▶ [Task to carry out]: Once you know how many lines below hold "anyhow", reply with that number and add nothing.

▶ [Material shown]:
- Opening Delimiter -
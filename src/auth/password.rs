use argon2::{
    password_hash::{PasswordHash, PasswordHasher, PasswordVerifier, SaltString},
    Argon2,
};
use rand::rngs::OsRng;
use tracing::error;

pub fn hash_password(plain: &str) -> anyhow::Result<String> {
    let salt = SaltString::generate(&mut OsRng);
    let argon2 = Argon2::default();
    let hash = argon2
        .hash_password(plain.as_bytes(), &salt)
        .map_err(|e| {
            error!(error = %e, "argon2 hash_password error");
            anyhow::anyhow!(e.to_string())
        })?
        .to_string();
    Ok(hash)
}

pub fn verify_password(plain: &str, hash: &str) -> anyhow::Result<bool> {
    let parsed = PasswordHash::new(hash).map_err(|e| {
        error!(error = %e, "argon2 parse hash error");
        anyhow::anyhow!(e.to_string())
    })?;
    Ok(Argon2::default()
        .verify_password(plain.as_bytes(), &parsed)
        .is_ok())
}

#[cfg(test)]
mod tests {
    use super::*;

    #[test]
    fn hash_and_verify_roundtrip() {
        let password = "Secur3P@ssw0rd!";
        let hash = hash_password(password).expect("hashing should succeed");
        assert!(verify_password(password, &hash).expect("verify should succeed"));
    }

    #[test]
    fn verify_rejects_wrong_password() {
        let password = "correct-horse-battery-staple";
        let hash = hash_password(password).expect("hashing should succeed");
        assert!(!verify_password("wrong-password", &hash).expect("verify should not error"));
    }

    #[test]
    fn verify_errors_on_malformed_hash() {
        let err = verify_password("anything", "not-a-valid-hash").unwrap_err();
        assert!(!err.to_string().is_empty());
    }
}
- Closing Delimiter -
▶ [Task solution]: 4